Wow. I didn’t realise that. That sounds like a major headache. Fingers crossed for you and your industry that our government gets its fingers out of its arse and sorts things out for you.
The only "sorting out" the government can do, is to get the new GB regulations drafted and published so that we know what we're working with. The rest of it, I'm afraid, can't be sorted. That is just the nature of Brexit, I'm afraid. We voted to make ourselves a third country and now every car that we sell into the EU will have to jump through the same hoops as (say) an American one would.
When I started my career in the late 1980s, every EU country had its own national type approval regulations. Selling across Europe was an absolute pain in the arse! French cars needed those silly yellow headlights, German ones needed parking lights, Italian ones needed a horn that made a particular note (I kid you not). Different exhaust systems for different countries with different noise limits... Absolute nightmare! Then in the early '90s, we (the countries of the EU) finally got our act together and a greed a common set of requirements which, if met, would guarantee unlimited sales in any Member State, without any further tests or red tape. It was paradise for us! Instead of two-dozen sets of similar but infuriatingly different sets of paperwork (and maintaining them as each country amended or updated their regulations), we had ONE! Better still, we got a say in the content of those regulations!
As a result (partially) of this reduction in red tape, car prices came down. (I say "partially", because it was also down to the EU "Block Exemption" regulations that prevented mainland EU manufacturers from ripping British customers off, charging a lot more than they did for the same car on the continent).

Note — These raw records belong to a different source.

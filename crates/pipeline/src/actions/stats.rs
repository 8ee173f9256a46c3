//! Statistic maintenance actions backed by the fulfillment service.

use std::sync::Arc;

use async_trait::async_trait;
use churn_core::{ChurnState, Trigger};
use tokio_util::sync::CancellationToken;

use super::{Action, ActionError, ActionOutcome};
use crate::api::FulfillmentService;

/// Resets a player statistic, e.g. the rage-quit counter once it has been acted on.
pub struct ResetStatAction {
    fulfillment: Arc<dyn FulfillmentService>,
    stat_code: String,
}

impl ResetStatAction {
    pub const ID: &'static str = "reset_stat";

    pub fn new(fulfillment: Arc<dyn FulfillmentService>, stat_code: impl Into<String>) -> Self {
        Self {
            fulfillment,
            stat_code: stat_code.into(),
        }
    }
}

#[async_trait]
impl Action for ResetStatAction {
    fn id(&self) -> &str {
        Self::ID
    }

    async fn execute(
        &self,
        trigger: &Trigger,
        _state: &mut ChurnState,
        cancel: &CancellationToken,
    ) -> Result<ActionOutcome, ActionError> {
        tokio::select! {
            biased;
            _ = cancel.cancelled() => Err(ActionError::Cancelled(Self::ID.to_string())),
            reset = self.fulfillment.reset_stat(&trigger.user_id, &self.stat_code) => {
                reset.map_err(|e| ActionError::fulfillment(Self::ID, e))?;
                Ok(ActionOutcome::applied())
            }
        }
    }
}

/// Adds a fixed delta to a player statistic. Rolled back by applying the
/// negated delta.
pub struct IncrementStatAction {
    id: String,
    fulfillment: Arc<dyn FulfillmentService>,
    stat_code: String,
    delta: i64,
}

impl IncrementStatAction {
    pub const ID: &'static str = "increment_stat";

    pub fn new(
        fulfillment: Arc<dyn FulfillmentService>,
        stat_code: impl Into<String>,
        delta: i64,
    ) -> Self {
        Self {
            id: Self::ID.to_string(),
            fulfillment,
            stat_code: stat_code.into(),
            delta,
        }
    }

    /// Register under a custom id, for binding several increments at once.
    pub fn with_id(mut self, id: impl Into<String>) -> Self {
        self.id = id.into();
        self
    }
}

#[async_trait]
impl Action for IncrementStatAction {
    fn id(&self) -> &str {
        &self.id
    }

    fn supports_rollback(&self) -> bool {
        true
    }

    async fn execute(
        &self,
        trigger: &Trigger,
        _state: &mut ChurnState,
        cancel: &CancellationToken,
    ) -> Result<ActionOutcome, ActionError> {
        tokio::select! {
            biased;
            _ = cancel.cancelled() => Err(ActionError::Cancelled(self.id.clone())),
            updated = self
                .fulfillment
                .increment_stat(&trigger.user_id, &self.stat_code, self.delta) => {
                updated.map_err(|e| ActionError::fulfillment(&self.id, e))?;
                Ok(ActionOutcome::applied())
            }
        }
    }

    async fn rollback(
        &self,
        trigger: &Trigger,
        _record_id: Option<&str>,
        _state: &mut ChurnState,
    ) -> Result<(), ActionError> {
        self.fulfillment
            .increment_stat(&trigger.user_id, &self.stat_code, -self.delta)
            .await
            .map_err(|e| ActionError::fulfillment(&self.id, e))
    }
}

#[cfg(test)]
mod tests {
    use std::collections::HashMap;
    use std::sync::Mutex;

    use chrono::Utc;
    use churn_core::{PlayerContext, Signal, SignalPayload};

    use super::*;
    use crate::api::ServiceError;

    #[derive(Default)]
    struct Stats(Mutex<HashMap<String, i64>>);

    #[async_trait]
    impl FulfillmentService for Stats {
        async fn grant(&self, _: &str, _: &str, _: u32) -> Result<(), ServiceError> {
            Ok(())
        }

        async fn reset_stat(&self, _user_id: &str, stat_code: &str) -> Result<(), ServiceError> {
            self.0.lock().unwrap().insert(stat_code.into(), 0);
            Ok(())
        }

        async fn increment_stat(
            &self,
            _user_id: &str,
            stat_code: &str,
            delta: i64,
        ) -> Result<(), ServiceError> {
            *self.0.lock().unwrap().entry(stat_code.into()).or_default() += delta;
            Ok(())
        }
    }

    fn trigger() -> Trigger {
        let now = Utc::now();
        let ctx = PlayerContext::new("u1", "ns", None, ChurnState::default(), now);
        let signal = Signal::new(
            "u1",
            now,
            SignalPayload::RageQuit { quit_count: 4 },
            Arc::new(ctx),
        );
        Trigger::new("rage_quit", &signal, "test")
    }

    #[tokio::test]
    async fn reset_zeroes_the_stat_and_cannot_roll_back() {
        let stats = Arc::new(Stats::default());
        stats.0.lock().unwrap().insert("rage-quit-count".into(), 4);
        let action = ResetStatAction::new(stats.clone(), "rage-quit-count");
        let mut state = ChurnState::default();

        action
            .execute(&trigger(), &mut state, &CancellationToken::new())
            .await
            .unwrap();
        assert_eq!(stats.0.lock().unwrap()["rage-quit-count"], 0);

        let err = action.rollback(&trigger(), None, &mut state).await.unwrap_err();
        assert!(matches!(err, ActionError::RollbackNotSupported(_)));
    }

    #[tokio::test]
    async fn increment_rolls_back_with_negated_delta() {
        let stats = Arc::new(Stats::default());
        let action =
            IncrementStatAction::new(stats.clone(), "comebacks", 2).with_id("count_comeback");
        let trigger = trigger();
        let mut state = ChurnState::default();

        action
            .execute(&trigger, &mut state, &CancellationToken::new())
            .await
            .unwrap();
        assert_eq!(stats.0.lock().unwrap()["comebacks"], 2);

        action.rollback(&trigger, None, &mut state).await.unwrap();
        assert_eq!(stats.0.lock().unwrap()["comebacks"], 0);
        assert_eq!(action.id(), "count_comeback");
    }
}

I've had Brexiteers say "yeah, but so what? Car manufacturers still sold across Europe before - we can just go back to doing that". However, what they fail to realise, is that back then, the requirements for type approval were a LOT simpler. About 2 dozen separate tests compared to nearer 100 now... Of course, having "taken back control" we can, of course, go back to what we had in the '80s, but there are a couple of problems with that.
Firstly, British consumers would have to accept safety and emissions standards like we had in the '80s;
Second, what keeps most of the cheap tat from China and India out of our country right now, are the tough EU type approval requirements. Remove them, and we'll be knee-deep in "3rd World" cars that British manufacturers simply won't be able to compete with...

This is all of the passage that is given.